Key Points of FDA Guidance

• Safety First: The guidance highlights the importance of safety in developing testosterone therapies for women, ensuring that new formulations minimize risks associated with traditional therapies.
• Focus on Efficacy: The FDA encourages research that demonstrates the efficacy of testosterone therapy for women, particularly in addressing menopause-related symptoms.
• Regulatory Clarity: The guidance provides a clear pathway for manufacturers to develop and test new therapies, fostering innovation in women's health.

AVA-291 and Its Benefits

AVA-291 (d3-T) is designed to resist aromatization, a process where testosterone converts to estrogen, which can increase the risk of breast cancer. The formulation's ability to maintain androgen benefits while significantly lowering breast cancer cell proliferation risk is groundbreaking. Key benefits of testosterone therapy for women include:

• 1,000-fold lower risk of breast cancer cell proliferation compared to standard testosterone therapies.
• Potential applications for menopause hormone replacement therapy.
• Addressing side effects of GLP-1 therapy and conditions like gynecomastia in men.
• Possibly aiding in the management of ER-positive breast cancer.
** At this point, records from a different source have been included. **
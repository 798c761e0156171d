//! Aggregation of a user's personal data for a portability export.

use async_trait::async_trait;
use serde_json::json;
use thiserror::Error;

use crate::db::Store;

#[derive(Debug, Error)]
pub enum TakeoutError {
    #[error("User not found")]
    UserNotFound,

    #[error("Database error: {0}")]
    Database(String),
}

impl From<anyhow::Error> for TakeoutError {
    fn from(err: anyhow::Error) -> Self {
        Self::Database(err.to_string())
    }
}

/// One exported image: a data-URI payload plus its path inside the archive's
/// `images/` directory.
#[derive(Debug, Clone)]
pub struct TakeoutImage {
    pub b64_image_data: String,
    pub image_export_path: String,
}

/// The aggregate export bundle: a JSON document plus associated images.
#[derive(Debug, Clone)]
pub struct TakeoutData {
    pub user_data: serde_json::Value,
    pub user_images: Vec<TakeoutImage>,
}

#[async_trait]
pub trait TakeoutService: Send + Sync {
    async fn export(&self, user_id: &str) -> Result<TakeoutData, TakeoutError>;
}

/// Builds the export bundle from the user-settings store.
pub struct StoreTakeoutService {
    store: Store,
}

impl StoreTakeoutService {
    #[must_use]
    pub const fn new(store: Store) -> Self {
        Self { store }
    }
}

#[async_trait]
impl TakeoutService for StoreTakeoutService {
    async fn export(&self, user_id: &str) -> Result<TakeoutData, TakeoutError> {
        let settings = self
            .store
            .get_by_id(user_id)
            .await?
            .ok_or(TakeoutError::UserNotFound)?;

        let user_data = json!({
            "username": settings.username,
            "email": settings.email,
            "email_confirmed": settings.email_confirmed,
            "user_bio": settings.user_bio,
            "name": settings.name,
            "surname": settings.surname,
            "subject_interests": settings.subject_interests,
            "preferred_language_codes": settings.preferred_language_codes,
            "preferred_site_language_code": settings.preferred_site_language_code,
            "preferred_audio_language_code": settings.preferred_audio_language_code,
            "default_dashboard": settings.default_dashboard,
            "can_receive_email_updates": settings.can_receive_email_updates,
            "can_receive_editor_role_email": settings.can_receive_editor_role_email,
            "can_receive_feedback_message_email": settings.can_receive_feedback_message_email,
            "can_receive_subscription_email": settings.can_receive_subscription_email,
            "last_agreed_to_terms": settings.last_agreed_to_terms,
            "created_at": settings.created_at,
        });

        let user_images = settings
            .profile_picture_data_url
            .into_iter()
            .map(|data_url| TakeoutImage {
                b64_image_data: data_url,
                image_export_path: "profile_picture.png".to_string(),
            })
            .collect();

        Ok(TakeoutData {
            user_data,
            user_images,
        })
    }
}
Judith A. Boice, PhD, CEO of Aviva Bio, emphasized the importance of this development, stating, "Our FDA feedback reinforces the need for a new standard—one anchored in safety, enabled by molecular precision, and developed with regulatory clarity from the start." This sentiment reflects a growing recognition of the unique health needs of women.

Future Research and Presentation Plans

Data regarding AVA-291 will be presented at the AACR Annual Meeting in April 2026. This presentation will provide further insights into the efficacy and safety of the formulation, potentially paving the way for its approval and widespread use.

In addition to the promising developments surrounding AVA-291, the FDA has recently lifted misleading black box warnings on hormone replacement therapy (HRT) for menopause. This change is based on updated research indicating significant benefits when HRT is initiated within ten years of menopause, including:

• 50% reduction in cardiovascular disease risk.
• 35% reduction in Alzheimer's disease risk.
• 50-60% reduction in bone fractures.

These advancements highlight a broader commitment to improving women's health and ensuring access to safe and effective treatments.

Key Takeaways

• The FDA's guidance on testosterone therapy for women, particularly AVA-291, represents a significant breakthrough in women's health.
• AVA-291 offers a safer alternative to traditional testosterone therapies, with a dramatically lower risk of breast cancer.
• Ongoing research and presentations will further elucidate the benefits and safety of this novel therapy.

Frequently Asked Questions (FAQs)

Q1: What is testosterone therapy for women?

A1: Testosterone therapy for women involves the administration of testosterone to address hormonal imbalances, particularly during menopause. AVA-291 is a new formulation designed specifically for women.

Q2: How does AVA-291 differ from traditional testosterone therapies?

A2: AVA-291 has a significantly lower risk of breast cancer cell proliferation compared to traditional testosterone therapies, making it a safer option for women.

Q3: When will AVA-291 be available?

A3: Phase 1 trials for AVA-291 are set to begin in early 2026, with further developments expected following the FDA's guidance.

In conclusion, the FDA's guidance on testosterone therapy for women, particularly AVA-291, represents a significant breakthrough in the field of women's health, offering hope for safer and more effective testosterone therapies. As research progresses, it is crucial to continue advocating for women's health needs and ensuring that innovative treatments are developed with their unique biology in mind.